An innovative analysis of HIV trends in the Seattle area has found that gay men who were born in the early 1960s had the highest lifetime risk of acquiring HIV, but that this risk has declined dramatically in subsequent generations. While black gay men born in the 1970s and 1980s have a much lower risk of acquiring HIV than their forebears, racial disparities remain stark.
Presenting the results on Tuesday to the Eighth International AIDS Society Conference on HIV Pathogenesis, Treatment and Prevention (IAS 2015) in Vancouver, Galant au Chan of the University of Washington said that the results are probably not generalisable across the United States.
Seattle has high-quality services, good access to effective HIV treatment and a well-informed population. Dr Chan is planning to conduct similar analyses of the epidemic in other parts of the country to compare results.
Nationally, the incidence of new HIV infections in young gay men – especially young black gay men – is unacceptably high. New diagnoses are rising in this age group.
The analysis used a life table approach to describe the cumulative risk of HIV infection in groups of men who have sex with men (MSM) born around the same time. The researchers looked at HIV diagnoses throughout the HIV epidemic in men who have sex with men living in King County, the area which includes the city of Seattle. Undiagnosed infections were not included.
White gay men
The first age cohort examined are white men who were born in 1945-49. They would have been in their thirties when the AIDS epidemic began in the 1980s and those still alive are now in their late sixties or seventies.

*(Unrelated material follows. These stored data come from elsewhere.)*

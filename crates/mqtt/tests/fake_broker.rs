//! End-to-end tests against a minimal in-process MQTT 3.1.1 broker.

use raspi_sensor_mqtt_transport::{BrokerConfig, FlushLoop, MqttStatus, MqttTransport, Transport};
use tokio::{
    io::{AsyncReadExt, AsyncWriteExt},
    net::{TcpListener, TcpStream},
    task::JoinHandle,
};

const CONNECT: u8 = 0x10;
const PUBLISH_QOS0: u8 = 0x30;
const DISCONNECT: u8 = 0xE0;

/// Reads one control packet: (first header byte, body).
async fn read_packet(stream: &mut TcpStream) -> Option<(u8, Vec<u8>)> {
    let header = stream.read_u8().await.ok()?;

    let mut remaining = 0usize;
    let mut shift = 0;
    loop {
        let byte = stream.read_u8().await.ok()?;
        remaining |= usize::from(byte & 0x7F) << shift;
        if byte & 0x80 == 0 {
            break;
        }
        shift += 7;
    }

    let mut body = vec![0u8; remaining];
    stream.read_exact(&mut body).await.ok()?;
    Some((header, body))
}

/// Splits a QoS 0 PUBLISH body into topic and payload.
fn parse_publish(body: &[u8]) -> (String, String) {
    let len = usize::from(u16::from_be_bytes([body[0], body[1]]));
    let topic = String::from_utf8(body[2..2 + len].to_vec()).unwrap();
    let payload = String::from_utf8(body[2 + len..].to_vec()).unwrap();
    (topic, payload)
}

/// Accepts one client, answers CONNECT with `return_code` and records every
/// packet until DISCONNECT or EOF.
async fn spawn_broker(return_code: u8) -> (u16, JoinHandle<Vec<(u8, Vec<u8>)>>) {
    let listener = TcpListener::bind("127.0.0.1:0").await.unwrap();
    let port = listener.local_addr().unwrap().port();

    let handle = tokio::spawn(async move {
        let (mut stream, _) = listener.accept().await.unwrap();
        let mut packets = Vec::new();

        let (header, body) = read_packet(&mut stream).await.unwrap();
        assert_eq!(header & 0xF0, CONNECT);
        packets.push((header, body));

        stream
            .write_all(&[0x20, 0x02, 0x00, return_code])
            .await
            .unwrap();

        while let Some((header, body)) = read_packet(&mut stream).await {
            packets.push((header, body));
            if header == DISCONNECT {
                break;
            }
        }
        packets
    });

    (port, handle)
}

async fn closed_port() -> u16 {
    let listener = TcpListener::bind("127.0.0.1:0").await.unwrap();
    listener.local_addr().unwrap().port()
}

#[tokio::test]
async fn test_publishes_are_flushed_before_disconnect() {
    let (port, broker) = spawn_broker(0).await;
    let config = BrokerConfig::new("fake-broker-test", "127.0.0.1", port);
    let mut transport = MqttTransport::new(&config).unwrap();

    transport.connect().await.unwrap();
    assert!(transport.is_connected());

    let mut flush = FlushLoop::start(&mut transport);
    assert!(flush.publish("garden/humidity", "55.4").await.is_success());
    assert!(flush.publish("garden/temperature", "21.0").await.is_success());
    flush.stop().await;

    let status = transport.disconnect().await;
    assert!(status.is_success(), "unexpected status: {status}");
    drop(transport);

    let packets = broker.await.unwrap();
    let publishes: Vec<_> = packets
        .iter()
        .filter(|(header, _)| *header == PUBLISH_QOS0)
        .map(|(_, body)| parse_publish(body))
        .collect();

    assert_eq!(
        publishes,
        vec![
            ("garden/humidity".to_string(), "55.4".to_string()),
            ("garden/temperature".to_string(), "21.0".to_string()),
        ]
    );
    assert_eq!(packets.last().map(|(h, _)| *h), Some(DISCONNECT));
}

#[tokio::test]
async fn test_refused_connect_reports_connack_code() {
    let (port, _broker) = spawn_broker(5).await;
    let config = BrokerConfig::new("fake-broker-test", "127.0.0.1", port);
    let mut transport = MqttTransport::new(&config).unwrap();

    let status = transport.connect().await.unwrap_err();
    assert_eq!(status.code, 5);
    assert!(status.message.contains("not authorised"));
    assert!(!transport.is_connected());
}

#[tokio::test]
async fn test_unreachable_broker_reports_errno() {
    let port = closed_port().await;
    let config = BrokerConfig::new("fake-broker-test", "127.0.0.1", port);
    let mut transport = MqttTransport::new(&config).unwrap();

    let status = transport.connect().await.unwrap_err();
    assert_eq!(status.code, MqttStatus::Errno.code());
}

#[tokio::test]
async fn test_credentials_are_sent_in_connect() {
    let (port, broker) = spawn_broker(0).await;
    let config =
        BrokerConfig::new("fake-broker-test", "127.0.0.1", port).with_credentials("pi", "s3cret");
    let mut transport = MqttTransport::new(&config).unwrap();

    transport.connect().await.unwrap();
    assert!(transport.disconnect().await.is_success());
    drop(transport);

    let packets = broker.await.unwrap();
    let (_, connect) = &packets[0];
    // Connect flags sit after the protocol name and level.
    let flags = connect[7];
    assert_eq!(flags & 0xC0, 0xC0);
    assert!(connect.windows(6).any(|w| w == b"s3cret"));
}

For this generation, 5% had HIV by the time they were 40 years old, 22% by the age of 50 and 24% by the age of 60. After this, not many extra men acquired HIV.
The risk of ever acquiring HIV was significantly higher for the cohorts of gay men born in the 1950s. The group of men hit hardest by the epidemic are those born in 1960-64. They were in their late teens or early twenties when AIDS began and the survivors are now in their fifties.
In this age group, 20% had HIV by the age of 30, 35% by the age of 40, and 42% by the age of 50.
But these lifetime risks have declined significantly in subsequent generations. For example, those born in 1975-79 were in their late teens or early twenties when combination therapy was introduced.
They are now in their late thirties and just under 10% have HIV. There are signs that this total may have reached a plateau.
The figures on those born in the 1980s and early 1990s are more encouraging although there are obviously fewer data on the youngest generations.
Black gay men
A similar pattern was seen in black gay men, but with interesting trends in terms of racial inequalities.
Firstly, the cohort of men born in 1945-49. For approximately the first decade of the epidemic, when these men were aged 38 to 48, their risk of infection was identical to that of white gay men. However, racial disparities then began to emerge, so that 24% had HIV by the age of 50 and 29% by the age of 60. This is a few percentage points higher than in white men.
The racial disparities were extremely stark in the hardest hit generation, those born in 1960-64. Whereas 35% of white gay men had HIV by the age of 40, this figure was 48% in black gay men. Further, 42% of white men had HIV by the age of 50, considerably fewer than the 60% of black gay men.
The largest absolute reduction in the risk of infection has occurred in subsequent generations of black gay men. In the cohort of black men born in 1975-79 (now in their late thirties), around 17% now have HIV. This is well under half the equivalent figure for men born in 1960-64 when they were in their late thirties.
But the racial disparity has, if anything, widened. The 17% figure should also be compared with the 10% in white men of the same generation.
Concluding, Chan said that the Seattle area “may be ageing out of the HIV epidemic”.
Chan G et al. Dramatic declines in lifetime HIV risk and persistence of racial disparities among men who have sex with men (MSM) in King County, Washington, USA. 8th International AIDS Society Conference on HIV Pathogenesis, Treatment, and Prevention (IAS 2015), Vancouver, abstract TUAC0303, 2015.